Check over your accounts and make sure you're getting the most for the least. There's no point in paying for services that you'll use only once in a blue moon. Little things like choosing a passbook option rather than receiving a statement can save you money. If you can reduce or eliminate your fees by maintaining a specific minimum balance, consider consolidating your accounts to reduce your costs. If maintaining a monthly balance is a problem, then you'll have to compare individual service charges to choose the least expensive account for your purposes. Attracted to the "packaged" accounts? Take the time to compare the individual fees with the package costs to see if you come out ahead. The idea is to pay for only the services you'll use.

Now it's time to look at your debt. Begin by eliminating credit card balances and consumer loans. Often people pay only the minimum required without realizing how much interest costs work against their overall plan. If you have several cards with high balances, consider a consolidation loan to reduce your interest costs. Does your card charges a high rate of interest? Transfer your balance to lower cost card. If you have only a small amount to work off, put your cards away until the debt is cleared. Once you're debt free, by all means take advantage of the convenience credit cards offer, but keep tight control of them and pay your balance off in full every month.

Prepare for the risks of everyday life. The risks we seem to deal with quite easily are property insurance, car insurance, contents insurance. The risks we tend to overlook are those associated with our economic earning power. If you or your partner were to die or become ill or disabled and unable to work, would your family have the resources to meet their day-to-day needs? It's a tough question to face, but the consequences of not facing it can be even tougher on your family.

  • Life insurance will protect your family's standard of living if you die.
  • Disability insurance will provide you with an income if you cannot work due to illness or injury.
  • Critical illness insurance will pay you a lump sum if you are diagnosed with a specific illness.
  • Long-term care insurance will pay the bills should you (or other members of your family) need in-home or facility care.
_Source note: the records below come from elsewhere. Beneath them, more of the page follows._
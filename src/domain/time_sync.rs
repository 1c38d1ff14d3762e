//! Camera clock encoding and drift checks.
//!
//! The camera keeps a naive wall-clock time. HERO10 interprets it as UTC,
//! later generations as the phone's local time.

use chrono::{DateTime, Datelike, Local, NaiveDate, NaiveDateTime, TimeZone, Timelike, Utc};

/// Allowed difference between camera and host clocks before a resync
pub const DRIFT_THRESHOLD_SECS: i64 = 5;

/// The get-time answer is about one second stale by the time it is decoded
pub const RESPONSE_LATENCY_SECS: i64 = 1;

/// How the camera's wall-clock fields map to an instant
#[derive(Debug, Clone, Copy, PartialEq, Eq)]
pub enum TimeConvention {
    Utc,
    Local,
}

/// Date and time fields as carried by the set/get time commands
#[derive(Debug, Clone, Copy, PartialEq, Eq)]
pub struct CameraClock {
    pub year: u16,
    pub month: u8,
    pub day: u8,
    pub hour: u8,
    pub minute: u8,
    pub second: u8,
}

impl CameraClock {
    pub fn from_naive(dt: &NaiveDateTime) -> Self {
        Self {
            year: dt.year().clamp(0, u16::MAX as i32) as u16,
            month: dt.month() as u8,
            day: dt.day() as u8,
            hour: dt.hour() as u8,
            minute: dt.minute() as u8,
            second: dt.second() as u8,
        }
    }

    /// Clock fields for `instant` under `convention`
    pub fn at(instant: DateTime<Utc>, convention: TimeConvention) -> Self {
        match convention {
            TimeConvention::Utc => Self::from_naive(&instant.naive_utc()),
            TimeConvention::Local => Self::from_naive(&instant.with_timezone(&Local).naive_local()),
        }
    }

    /// Parse the first parameter block of a get-time response:
    /// `[year_hi, year_lo, month, day, hour, minute, second, ...]`
    pub fn from_response(values: &[Vec<u8>]) -> Option<Self> {
        let block = values.first()?;
        if block.len() < 7 {
            return None;
        }
        Some(Self {
            year: u16::from_be_bytes([block[0], block[1]]),
            month: block[2],
            day: block[3],
            hour: block[4],
            minute: block[5],
            second: block[6],
        })
    }

    pub fn to_naive(&self) -> Option<NaiveDateTime> {
        NaiveDate::from_ymd_opt(self.year as i32, self.month as u32, self.day as u32)?.and_hms_opt(
            self.hour as u32,
            self.minute as u32,
            self.second as u32,
        )
    }

    /// Seconds since the Unix epoch, or `None` for an impossible date
    pub fn to_epoch_seconds(&self, convention: TimeConvention) -> Option<i64> {
        let naive = self.to_naive()?;
        match convention {
            TimeConvention::Utc => Some(naive.and_utc().timestamp()),
            TimeConvention::Local => Local
                .from_local_datetime(&naive)
                .earliest()
                .map(|dt| dt.timestamp()),
        }
    }
}

/// Result of comparing the camera clock against the host
#[derive(Debug, Clone, Copy, PartialEq, Eq)]
pub struct TimeCheck {
    pub camera_epoch: i64,
    pub host_epoch: i64,
    pub drift_secs: i64,
}

impl TimeCheck {
    pub fn new(camera_epoch: i64, host_epoch: i64) -> Self {
        Self {
            camera_epoch,
            host_epoch,
            drift_secs: (camera_epoch + RESPONSE_LATENCY_SECS - host_epoch).abs(),
        }
    }

    pub fn needs_resync(&self) -> bool {
        self.drift_secs > DRIFT_THRESHOLD_SECS
    }
}

#[cfg(test)]
mod tests {
    use super::*;

    #[test]
    fn test_response_decodes_to_utc_epoch() {
        let values = vec![vec![0x07, 0xE8, 6, 1, 12, 0, 0, 0]];
        let clock = CameraClock::from_response(&values).unwrap();
        assert_eq!(clock.year, 2024);
        assert_eq!(
            clock.to_epoch_seconds(TimeConvention::Utc),
            Some(1_717_243_200)
        );
    }

    #[test]
    fn test_short_or_invalid_response() {
        assert_eq!(CameraClock::from_response(&[]), None);
        assert_eq!(CameraClock::from_response(&[vec![0x07, 0xE8, 6]]), None);

        let clock = CameraClock::from_response(&[vec![0x07, 0xE8, 13, 1, 0, 0, 0]]).unwrap();
        assert_eq!(clock.to_epoch_seconds(TimeConvention::Utc), None);
    }

    #[test]
    fn test_clock_at_utc() {
        let instant = DateTime::from_timestamp(1_717_245_005, 0).unwrap();
        let clock = CameraClock::at(instant, TimeConvention::Utc);
        assert_eq!(
            clock,
            CameraClock {
                year: 2024,
                month: 6,
                day: 1,
                hour: 12,
                minute: 30,
                second: 5
            }
        );
    }

    #[test]
    fn test_local_convention_round_trips() {
        let instant = DateTime::from_timestamp(1_717_243_200, 0).unwrap();
        let clock = CameraClock::at(instant, TimeConvention::Local);
        assert_eq!(
            clock.to_epoch_seconds(TimeConvention::Local),
            Some(1_717_243_200)
        );
    }

    #[test]
    fn test_drift_threshold() {
        // Camera reports one second behind: latency correction cancels it
        assert_eq!(TimeCheck::new(99, 100).drift_secs, 0);
        assert!(!TimeCheck::new(104, 100).needs_resync());
        assert!(!TimeCheck::new(94, 100).needs_resync());
        assert!(TimeCheck::new(93, 100).needs_resync());
        assert!(TimeCheck::new(105, 100).needs_resync());
    }
}
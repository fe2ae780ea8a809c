use crate::{
    error::{StoreError, StoreResult},
    models::Product,
};

/// Resolve the per-unit price of `product` in the given size.
///
/// An absolute size price wins when the size carries one; otherwise the
/// size modifier (default 0) is added to the product base price. The
/// result never goes below zero. Pure and deterministic: called both when
/// a line item is created and on every quantity update.
pub fn resolve_unit_price(product: &Product, size_name: &str) -> StoreResult<i64> {
    let size = product
        .size(size_name)
        .ok_or_else(|| StoreError::SizeNotFound {
            product: product.id,
            size: size_name.to_string(),
        })?;

    let unit = match size.price {
        Some(price) => price,
        None => product.price + size.price_modifier.unwrap_or(0),
    };

    Ok(unit.max(0))
}

#[cfg(test)]
mod tests {
    use super::*;
    use crate::models::SizeOption;
    use chrono::Utc;
    use uuid::Uuid;

    fn product(price: i64, sizes: Vec<SizeOption>) -> Product {
        Product {
            id: Uuid::new_v4(),
            name: "Test Mattress".into(),
            description: None,
            category: "mattress".into(),
            price,
            original_price: None,
            image_url: None,
            sizes,
            created_at: Utc::now(),
        }
    }

    fn size(name: &str, price: Option<i64>, price_modifier: Option<i64>) -> SizeOption {
        SizeOption {
            name: name.into(),
            dimensions: None,
            price,
            price_modifier,
        }
    }

    #[test]
    fn absolute_price_wins_over_base_and_modifier() {
        let product = product(5_000, vec![size("Standard", Some(1_500), Some(9_999))]);

        assert_eq!(resolve_unit_price(&product, "Standard").unwrap(), 1_500);
    }

    #[test]
    fn modifier_is_added_to_base_price() {
        let product = product(5_000, vec![size("Queen", None, Some(2_000))]);

        assert_eq!(resolve_unit_price(&product, "Queen").unwrap(), 7_000);
    }

    #[test]
    fn missing_modifier_falls_back_to_base_price() {
        let product = product(5_000, vec![size("Twin", None, None)]);

        assert_eq!(resolve_unit_price(&product, "Twin").unwrap(), 5_000);
    }

    #[test]
    fn negative_result_is_clamped_to_zero() {
        let product = product(1_000, vec![size("Clearance", None, Some(-2_500))]);

        assert_eq!(resolve_unit_price(&product, "Clearance").unwrap(), 0);
    }

    #[test]
    fn unknown_size_fails_fast() {
        let product = product(5_000, vec![size("Queen", None, None)]);

        let result = resolve_unit_price(&product, "King");

        assert!(matches!(
            result,
            Err(StoreError::SizeNotFound { size, .. }) if size == "King"
        ));
    }
}
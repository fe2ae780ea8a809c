use std::fs::OpenOptions;
use std::io::Write;
use std::path::Path;

use chrono::{DateTime, Utc};
use serde::{Deserialize, Serialize};
use serde_json::Value;
use uuid::Uuid;

use crate::error::StoreResult;

#[derive(Debug, Serialize, Deserialize)]
pub struct AuditEntry {
    pub id: Uuid,
    pub action: String,
    pub resource: Option<String>,
    pub metadata: Option<Value>,
    pub created_at: DateTime<Utc>,
}

/// Append one audit record to the JSONL log at `path`.
pub fn log_audit(
    path: &Path,
    action: &str,
    resource: Option<&str>,
    metadata: Option<Value>,
) -> StoreResult<()> {
    let entry = AuditEntry {
        id: Uuid::new_v4(),
        action: action.to_string(),
        resource: resource.map(str::to_string),
        metadata,
        created_at: Utc::now(),
    };

    let mut file = OpenOptions::new().create(true).append(true).open(path)?;
    writeln!(file, "{}", serde_json::to_string(&entry)?)?;

    Ok(())
}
Don't forget to do some retirement planning. The only one you can count on is YOU. Through means testing of pension and age tax credits, and reduction in senior's benefits, the government is saying loudly and clearly "You are responsible for providing for yourself." Thankfully, we still have Registered Retirement Savings Plans. Any money contributed to an RRSP remains tax-deferred until the funds are withdrawn. And since investments held in RRSPs also grow on a tax-deferred basis, they grow much more quickly than investments held outside an RRSP.
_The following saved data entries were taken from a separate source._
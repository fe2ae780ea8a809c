use serde::{Deserialize, Serialize};

use crate::{
    models::{Product, SizeOption},
    response::Meta,
};

#[derive(Debug, Deserialize)]
pub struct CreateProductRequest {
    pub name: String,
    pub description: Option<String>,
    pub category: String,
    pub price: i64,
    pub original_price: Option<i64>,
    pub image_url: Option<String>,
    pub sizes: Vec<SizeOption>,
}

#[derive(Debug, Default, Deserialize)]
pub struct UpdateProductRequest {
    pub name: Option<String>,
    pub description: Option<String>,
    pub category: Option<String>,
    pub price: Option<i64>,
    pub original_price: Option<i64>,
    pub image_url: Option<String>,
    pub sizes: Option<Vec<SizeOption>>,
}

#[derive(Debug, Serialize)]
pub struct ProductPage {
    pub items: Vec<Product>,
    pub meta: Meta,
}
use serde::Deserialize;

#[derive(Debug, Default, Clone, Copy, Deserialize)]
pub struct Pagination {
    pub page: Option<i64>,
    pub per_page: Option<i64>,
}

impl Pagination {
    pub fn normalize(&self) -> (i64, i64, i64) {
        let page = self.page.unwrap_or(1).max(1);
        let per_page = self.per_page.unwrap_or(20).clamp(1, 100);
        let offset = (page - 1) * per_page;
        (page, per_page, offset)
    }
}

#[derive(Debug, Clone, Copy, Deserialize)]
#[serde(rename_all = "snake_case")]
pub enum SortOrder {
    Asc,
    Desc,
}

#[derive(Debug, Clone, Copy, Deserialize)]
#[serde(rename_all = "snake_case")]
pub enum ProductSortBy {
    CreatedAt,
    Price,
    Name,
}

#[derive(Debug, Default, Deserialize)]
pub struct ProductQuery {
    #[serde(flatten)]
    pub pagination: Pagination,
    pub q: Option<String>,
    pub category: Option<String>,
    pub min_price: Option<i64>,
    pub max_price: Option<i64>,
    pub sort_by: Option<ProductSortBy>,
    pub sort_order: Option<SortOrder>,
}
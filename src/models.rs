use chrono::{DateTime, Utc};
use serde::{Deserialize, Serialize};
use uuid::Uuid;

#[derive(Debug, Clone, PartialEq, Serialize, Deserialize)]
pub struct Product {
    pub id: Uuid,
    pub name: String,
    pub description: Option<String>,
    pub category: String,
    /// Base price in minor units.
    pub price: i64,
    /// Pre-discount price, rendered struck through by the storefront.
    pub original_price: Option<i64>,
    pub image_url: Option<String>,
    pub sizes: Vec<SizeOption>,
    pub created_at: DateTime<Utc>,
}

impl Product {
    pub fn size(&self, name: &str) -> Option<&SizeOption> {
        self.sizes.iter().find(|size| size.name == name)
    }
}

/// A named variant of a product. Size names are unique within a product.
#[derive(Debug, Clone, PartialEq, Serialize, Deserialize)]
pub struct SizeOption {
    pub name: String,
    pub dimensions: Option<String>,
    /// Absolute price for this size. Takes precedence over the modifier.
    pub price: Option<i64>,
    /// Delta on the product base price, used when no absolute price is set.
    pub price_modifier: Option<i64>,
}

/// One row of the cart: a quantity of a product in one selected size.
#[derive(Debug, Clone, PartialEq, Serialize, Deserialize)]
pub struct CartLineItem {
    /// Snapshot of the product captured when the row was added. Catalog
    /// edits made afterwards do not reprice rows already in the cart.
    pub product: Product,
    pub size_name: String,
    /// Informational only; not part of the row identity.
    pub thickness: Option<String>,
    pub quantity: i32,
    /// Materialized unit price times quantity, kept in sync by every mutation.
    pub total_price: i64,
}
Despite the fact that almost everyone should have a will and a power of attorney, many people don't. Some think their wishes will be carried out by a family member or that they do not have enough money to justify the cost of making a will. Others avoid making a will because their personal circumstances -- marriages, divorces, and accumulated children and stepchildren -- just seem too complex to unravel. However, if you die without a will, trying to figure out who gets what, and when, can be a mess. And your estate may end up paying more in fees and taxes than it should, leaving less for your loved ones.

Partnered? Have your wills drawn up together so that they reflect an integrated estate plan. Review and update your will every three or four years, especially when family circumstances change (weddings, divorces, births, and deaths all result in changes in family structure), your financial circumstances change, new legislation is implemented, or you change your province or country of residence.

Financial fitness isn't achieved overnight. It takes time, a sound plan, a strong commitment and, perhaps, a financial coach. If you are serious about taking control of your finances and about your independence, you too can become financially fit. Believe in yourself and in your own ability to take charge. Then just do it! See you in the winner's circle.